»»
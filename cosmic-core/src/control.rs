//! Slider scales and free-text parsing.
//!
//! A slider holds a bounded integer position. The scale converts between that
//! position and the real-valued parameter it stands for. Conversions toward
//! the slider truncate and clamp, the same way an integer widget would accept
//! a value.

use crate::error::{CosmicError, Result};

/// Tolerance used to absorb float noise before truncating to a position.
const SNAP_EPSILON: f64 = 1e-9;

/// How a position maps onto a real value.
#[derive(Debug, Clone, Copy, PartialEq)]
pub enum SliderMapping {
    /// `value = position / max * span`
    Fraction { span: f64 },
    /// `value = position / divisor`
    Divisor { divisor: f64 },
}

#[derive(Debug, Clone, Copy, PartialEq)]
pub struct SliderScale {
    max_position: u32,
    mapping: SliderMapping,
}

impl SliderScale {
    pub fn new(max_position: u32, mapping: SliderMapping) -> Result<Self> {
        if max_position == 0 {
            return Err(CosmicError::InvalidSlider("slider range is empty".into()));
        }
        let factor = match mapping {
            SliderMapping::Fraction { span } => span,
            SliderMapping::Divisor { divisor } => divisor,
        };
        if !factor.is_finite() || factor <= 0.0 {
            return Err(CosmicError::InvalidSlider(format!(
                "scale factor must be positive, got {factor}"
            )));
        }
        Ok(Self {
            max_position,
            mapping,
        })
    }

    /// Slider over `[0, span]` with `max_position` steps.
    pub fn fraction(max_position: u32, span: f64) -> Result<Self> {
        Self::new(max_position, SliderMapping::Fraction { span })
    }

    /// Slider where each step is worth `1 / divisor`.
    pub fn divisor(max_position: u32, divisor: f64) -> Result<Self> {
        Self::new(max_position, SliderMapping::Divisor { divisor })
    }

    pub fn max_position(&self) -> u32 {
        self.max_position
    }

    /// Real value represented by `position` (clamped to the slider range).
    pub fn value_at(&self, position: u32) -> f64 {
        let position = f64::from(position.min(self.max_position));
        match self.mapping {
            SliderMapping::Fraction { span } => (position / f64::from(self.max_position)) * span,
            SliderMapping::Divisor { divisor } => position / divisor,
        }
    }

    /// Largest value the slider can represent.
    pub fn max_value(&self) -> f64 {
        self.value_at(self.max_position)
    }

    /// Slider position for `value`: truncated toward zero, then clamped.
    ///
    /// Non-finite values are rejected as input errors.
    pub fn position_for(&self, value: f64) -> Result<u32> {
        if !value.is_finite() {
            return Err(CosmicError::InvalidNumericInput {
                input: value.to_string(),
            });
        }
        let raw = match self.mapping {
            SliderMapping::Fraction { span } => (value / span) * f64::from(self.max_position),
            SliderMapping::Divisor { divisor } => value * divisor,
        };
        let nearest = raw.round();
        let snapped = if (raw - nearest).abs() < SNAP_EPSILON {
            nearest
        } else {
            raw.trunc()
        };
        Ok(snapped.clamp(0.0, f64::from(self.max_position)) as u32)
    }

    /// Fraction of the slider that is filled, in `[0, 1]`.
    pub fn ratio(&self, position: u32) -> f64 {
        f64::from(position.min(self.max_position)) / f64::from(self.max_position)
    }
}

/// Parse free text as a finite floating-point number.
pub fn parse_numeric_input(text: &str) -> Result<f64> {
    let trimmed = text.trim();
    match trimmed.parse::<f64>() {
        Ok(value) if value.is_finite() => Ok(value),
        _ => Err(CosmicError::InvalidNumericInput {
            input: text.to_string(),
        }),
    }
}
««
The full listing above needs to be output exactly.

- _Result below_
filename cosmic-core/src/control.rs
//! Slider scales and free-text parsing.
//!
//! A slider holds a bounded integer position. The scale converts between that
//! position and the real-valued parameter it stands for. Conversions toward
//! the slider truncate and clamp, the same way an integer widget would accept
//! a value.

use crate::error::{CosmicError, Result};

/// Tolerance used to absorb float noise before truncating to a position.
const SNAP_EPSILON: f64 = 1e-9;

/// How a position maps onto a real value.
#[derive(Debug, Clone, Copy, PartialEq)]
pub enum SliderMapping {
    /// `value = position / max * span`
    Fraction { span: f64 },
    /// `value = position / divisor`
    Divisor { divisor: f64 },
}

#[derive(Debug, Clone, Copy, PartialEq)]
pub struct SliderScale {
    max_position: u32,
    mapping: SliderMapping,
}

impl SliderScale {
    pub fn new(max_position: u32, mapping: SliderMapping) -> Result<Self> {
        if max_position == 0 {
            return Err(CosmicError::InvalidSlider("slider range is empty".into()));
        }
        let factor = match mapping {
            SliderMapping::Fraction { span } => span,
            SliderMapping::Divisor { divisor } => divisor,
        };
        if !factor.is_finite() || factor <= 0.0 {
            return Err(CosmicError::InvalidSlider(format!(
                "scale factor must be positive, got {factor}"
            )));
        }
        Ok(Self {
            max_position,
            mapping,
        })
    }

    /// Slider over `[0, span]` with `max_position` steps.
    pub fn fraction(max_position: u32, span: f64) -> Result<Self> {
        Self::new(max_position, SliderMapping::Fraction { span })
    }

    /// Slider where each step is worth `1 / divisor`.
    pub fn divisor(max_position: u32, divisor: f64) -> Result<Self> {
        Self::new(max_position, SliderMapping::Divisor { divisor })
    }

    pub fn max_position(&self) -> u32 {
        self.max_position
    }

    /// Real value represented by `position` (clamped to the slider range).
    pub fn value_at(&self, position: u32) -> f64 {
        let position = f64::from(position.min(self.max_position));
        match self.mapping {
            SliderMapping::Fraction { span } => (position / f64::from(self.max_position)) * span,
            SliderMapping::Divisor { divisor } => position / divisor,
        }
    }

    /// Largest value the slider can represent.
    pub fn max_value(&self) -> f64 {
        self.value_at(self.max_position)
    }

    /// Slider position for `value`: truncated toward zero, then clamped.
    ///
    /// Non-finite values are rejected as input errors.
    pub fn position_for(&self, value: f64) -> Result<u32> {
        if !value.is_finite() {
            return Err(CosmicError::InvalidNumericInput {
                input: value.to_string(),
            });
        }
        let raw = match self.mapping {
            SliderMapping::Fraction { span } => (value / span) * f64::from(self.max_position),
            SliderMapping::Divisor { divisor } => value * divisor,
        };
        let nearest = raw.round();
        let snapped = if (raw - nearest).abs() < SNAP_EPSILON {
            nearest
        } else {
            raw.trunc()
        };
        Ok(snapped.clamp(0.0, f64::from(self.max_position)) as u32)
    }

    /// Fraction of the slider that is filled, in `[0, 1]`.
    pub fn ratio(&self, position: u32) -> f64 {
        f64::from(position.min(self.max_position)) / f64::from(self.max_position)
    }
}

/// Parse free text as a finite floating-point number.
pub fn parse_numeric_input(text: &str) -> Result<f64> {
    let trimmed = text.trim();
    match trimmed.parse::<f64>() {
        Ok(value) if value.is_finite() => Ok(value),
        _ => Err(CosmicError::InvalidNumericInput {
            input: text.to_string(),
        }),
    }
}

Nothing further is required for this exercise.